Last year, I decided to stop using food delivery apps like DoorDash and Uber Eats. What I discovered is that in order for a New Year’s resolution, or really any goal, to be effective, is that it must be about tackling a small part of a much larger problem. By attempting to live up to that goal, you also learn a lot about how your brain, life, and the world work.
Technology has so suffused our daily existence that it’s hard to realize how dependent our lives have become on it. We click and scroll and pay for things online without giving it a second thought, not realizing that as we do so, we’re also signaling to ourselves just how much agency, just how many of our days and weeks and years (not to mention how much money!) we’re okay with sacrificing to tech companies.
A spider builds its web to be invisible so insects don’t even realize they’re flying into it, and in such a way that the harder you struggle once ensnared, the harder it becomes to escape.
The internet, I’ve realized, works exactly the same way.
A year or two ago, I was completely ensnared in this technological web, flailing around as apps devoured my time and money. And because I’d built my life around these “conveniences,” leaving them behind seemed more and more difficult the longer I was on them. If I left Twitter, I’d lose my platform and money as a journalist; if I left Instagram, I’d lose my friends. And so I’d wake up and immediately open Twitter, then Instagram, scroll for an hour or more, and then do it again periodically (or constantly) throughout the day. And when it was dinner time, I’d often open DoorDash.
The weaker I was—hungover, sick, tired—the stronger the power of the apps was.
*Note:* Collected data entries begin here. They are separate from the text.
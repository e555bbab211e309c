//! Command-line front end: checks documents for well-formedness and can
//! print the event stream the scanner produces.

use std::fs::{self, File};
use std::io::{self, Write};
use std::process::ExitCode;
use std::time::Instant;

use clap::Parser;

use xmlscan::document::{Attributes, DocumentHandler};
use xmlscan::entity::{InputSource, ResourceIdentifier};
use xmlscan::error::ParseDiagnostic;
use xmlscan::parser::{scan_source, ParseOptions};
use xmlscan::security::Limit;
use xmlscan::util::qname::QName;

// ---------------------------------------------------------------------------
// CLI argument definitions
// ---------------------------------------------------------------------------

/// xmlscan -- check XML documents for well-formedness.
#[derive(Parser, Debug)]
#[command(name = "xmlscan", version, about, long_about = None)]
#[allow(clippy::struct_excessive_bools)]
struct Cli {
    /// XML files to scan (use `-` for stdin).
    #[arg(required = true)]
    files: Vec<String>,

    /// Print every event as it is scanned.
    #[arg(long)]
    events: bool,

    /// Print warnings and recovered errors.
    #[arg(long)]
    verbose: bool,

    /// Print timing information.
    #[arg(long)]
    timing: bool,

    // -- Scanning options --------------------------------------------------
    /// Treat names as plain names, without namespace processing.
    #[arg(long)]
    no_namespaces: bool,

    /// Keep scanning after fatal errors where possible.
    #[arg(long)]
    recover: bool,

    /// Load the external subset and external entities from the file system.
    #[arg(long)]
    load_external: bool,

    /// Skip the internal subset and ignore the external subset.
    #[arg(long)]
    no_dtd: bool,

    /// Reject documents that contain a DOCTYPE declaration.
    #[arg(long)]
    disallow_doctype: bool,

    /// Initial buffer size in characters.
    #[arg(long, value_name = "CHARS")]
    buffer_size: Option<usize>,

    // -- Limits (0 disables a limit) ---------------------------------------
    /// Maximum number of entity expansions.
    #[arg(long, value_name = "N")]
    entity_expansion_limit: Option<usize>,

    /// Maximum size of one general entity, in characters.
    #[arg(long, value_name = "N")]
    general_entity_size_limit: Option<usize>,

    /// Maximum size of all entities together, in characters.
    #[arg(long, value_name = "N")]
    total_entity_size_limit: Option<usize>,

    /// Maximum element nesting depth.
    #[arg(long, value_name = "N")]
    max_element_depth: Option<usize>,

    /// Maximum length of a name.
    #[arg(long, value_name = "N")]
    max_name_length: Option<usize>,
}

// ---------------------------------------------------------------------------
// Exit codes
// ---------------------------------------------------------------------------

const EXIT_SUCCESS: u8 = 0;
const EXIT_SCAN_ERROR: u8 = 1;
const EXIT_READ_ERROR: u8 = 2;

// ---------------------------------------------------------------------------
// Main entry point
// ---------------------------------------------------------------------------

fn main() -> ExitCode {
    let cli = Cli::parse();
    let options = build_options(&cli);
    let mut worst_exit: u8 = EXIT_SUCCESS;

    for file in &cli.files {
        let exit = process_file(&cli, &options, file);
        if exit > worst_exit {
            worst_exit = exit;
        }
    }

    ExitCode::from(worst_exit)
}

fn build_options(cli: &Cli) -> ParseOptions {
    let mut options = ParseOptions::default()
        .namespaces(!cli.no_namespaces)
        .continue_after_fatal_error(cli.recover)
        .process_dtd(!cli.no_dtd)
        .disallow_doctype(cli.disallow_doctype);
    if let Some(size) = cli.buffer_size {
        options = options.buffer_size(size);
    }
    let limits = [
        (Limit::EntityExpansion, cli.entity_expansion_limit),
        (Limit::GeneralEntitySize, cli.general_entity_size_limit),
        (Limit::TotalEntitySize, cli.total_entity_size_limit),
        (Limit::MaxElementDepth, cli.max_element_depth),
        (Limit::MaxName, cli.max_name_length),
    ];
    for (limit, value) in limits {
        if let Some(value) = value {
            options = options.limit(limit, value);
        }
    }
    if cli.load_external {
        options = options.entity_resolver(|request| {
            let path = request
                .expanded_system_id
                .strip_prefix("file://")
                .unwrap_or(request.expanded_system_id);
            match File::open(path) {
                Ok(file) => Some(InputSource::from_reader(file).with_system_id(path)),
                Err(e) => {
                    eprintln!("{path}: failed to open: {e}");
                    None
                }
            }
        });
    } else {
        options = options.load_external_dtd(false);
    }
    options
}

/// Scans a single input file and returns an exit code.
fn process_file(cli: &Cli, options: &ParseOptions, filename: &str) -> u8 {
    let source = if filename == "-" {
        InputSource::from_reader(io::stdin()).with_system_id("-")
    } else {
        match fs::read(filename) {
            Ok(bytes) => InputSource::from_bytes(bytes).with_system_id(filename),
            Err(e) => {
                eprintln!("{filename}: failed to read: {e}");
                return EXIT_READ_ERROR;
            }
        }
    };

    let start = Instant::now();
    let stdout = io::stdout();
    let mut printer = EventPrinter {
        out: stdout.lock(),
        events: cli.events,
        verbose: cli.verbose,
        filename,
        problems: 0,
    };
    let result = scan_source(source, options, &mut printer);
    let problems = printer.problems;
    drop(printer);

    if cli.timing {
        eprintln!("Scanning {filename} took {:?}", start.elapsed());
    }

    match result {
        Ok(()) if problems == 0 => EXIT_SUCCESS,
        Ok(()) => EXIT_SCAN_ERROR,
        Err(e) => {
            eprintln!("{filename}: {e}");
            EXIT_SCAN_ERROR
        }
    }
}

// ---------------------------------------------------------------------------
// Event printing
// ---------------------------------------------------------------------------

struct EventPrinter<'a, W: Write> {
    out: W,
    events: bool,
    verbose: bool,
    filename: &'a str,
    /// Recovered fatal errors.
    problems: usize,
}

impl<W: Write> EventPrinter<'_, W> {
    fn emit(&mut self, line: std::fmt::Arguments<'_>) {
        if self.events {
            // A closed pipe just ends the listing.
            let _ = writeln!(self.out, "{line}");
        }
    }
}

fn format_name(name: &QName) -> String {
    match name.uri_str() {
        Some(uri) => format!("{{{uri}}}{}", name.localpart),
        None => name.rawname.to_string(),
    }
}

fn format_attributes(attributes: &Attributes) -> String {
    attributes
        .iter()
        .map(|a| format!(" {}={:?}", format_name(&a.name), a.value))
        .collect()
}

impl<W: Write> DocumentHandler for EventPrinter<'_, W> {
    fn start_document(&mut self) {
        self.emit(format_args!("START_DOCUMENT"));
    }

    fn xml_decl(&mut self, version: &str, encoding: Option<&str>, standalone: Option<bool>) {
        self.emit(format_args!(
            "XML_DECL version={version} encoding={} standalone={}",
            encoding.unwrap_or("-"),
            standalone.map_or("-", |s| if s { "yes" } else { "no" })
        ));
    }

    fn doctype_decl(&mut self, root_name: &str, public_id: Option<&str>, system_id: Option<&str>) {
        self.emit(format_args!(
            "DOCTYPE {root_name} public={} system={}",
            public_id.unwrap_or("-"),
            system_id.unwrap_or("-")
        ));
    }

    fn internal_entity_decl(&mut self, name: &str, value: &str) {
        self.emit(format_args!("ENTITY {name} {value:?}"));
    }

    fn external_entity_decl(&mut self, name: &str, identifier: &ResourceIdentifier) {
        self.emit(format_args!(
            "ENTITY {name} SYSTEM {}",
            identifier.system_id().unwrap_or("-")
        ));
    }

    fn unparsed_entity_decl(&mut self, name: &str, identifier: &ResourceIdentifier, notation: &str) {
        self.emit(format_args!(
            "ENTITY {name} SYSTEM {} NDATA {notation}",
            identifier.system_id().unwrap_or("-")
        ));
    }

    fn end_dtd(&mut self) {
        self.emit(format_args!("END_DTD"));
    }

    fn start_prefix_mapping(&mut self, prefix: &str, uri: &str) {
        self.emit(format_args!("PREFIX {prefix:?} -> {uri}"));
    }

    fn start_element(&mut self, name: &QName, attributes: &Attributes) {
        self.emit(format_args!(
            "START_ELEMENT {}{}",
            format_name(name),
            format_attributes(attributes)
        ));
    }

    fn empty_element(&mut self, name: &QName, attributes: &Attributes) {
        self.emit(format_args!(
            "EMPTY_ELEMENT {}{}",
            format_name(name),
            format_attributes(attributes)
        ));
    }

    fn end_element(&mut self, name: &QName) {
        self.emit(format_args!("END_ELEMENT {}", format_name(name)));
    }

    fn characters(&mut self, text: &str) {
        self.emit(format_args!("CHARACTERS {text:?}"));
    }

    fn start_cdata(&mut self) {
        self.emit(format_args!("START_CDATA"));
    }

    fn end_cdata(&mut self) {
        self.emit(format_args!("END_CDATA"));
    }

    fn comment(&mut self, text: &str) {
        self.emit(format_args!("COMMENT {text:?}"));
    }

    fn processing_instruction(&mut self, target: &str, data: &str) {
        self.emit(format_args!("PI {target} {data:?}"));
    }

    fn start_general_entity(&mut self, name: &str, _identifier: Option<&ResourceIdentifier>) {
        self.emit(format_args!("START_ENTITY {name}"));
    }

    fn end_general_entity(&mut self, name: &str) {
        self.emit(format_args!("END_ENTITY {name}"));
    }

    fn skipped_entity(&mut self, name: &str) {
        self.emit(format_args!("SKIPPED_ENTITY {name}"));
    }

    fn end_document(&mut self) {
        self.emit(format_args!("END_DOCUMENT"));
    }

    fn warning(&mut self, diagnostic: &ParseDiagnostic) {
        if self.verbose {
            eprintln!("{}: {diagnostic}", self.filename);
        }
    }

    fn error(&mut self, diagnostic: &ParseDiagnostic) {
        if self.verbose {
            eprintln!("{}: {diagnostic}", self.filename);
        }
    }

    fn fatal_error(&mut self, diagnostic: &ParseDiagnostic) {
        self.problems += 1;
        eprintln!("{}: {diagnostic}", self.filename);
    }
}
I found myself lying on the couch watching hours of Instagram Reels while waiting for pizza. It was sad.
But it wasn’t anything in my life that made me want to stop. it was seeing all the other trapped flies around me. Like, get out of here guys—don’t you know you’re gonna die? Online, people would respond to criticism of social media and apps by coming up with any excuse in the book—it was actually the pandemic that made everyone use their phones, or that suburban infrastructure made it hard to get out of the house. I realized I needed to leave before it was too late.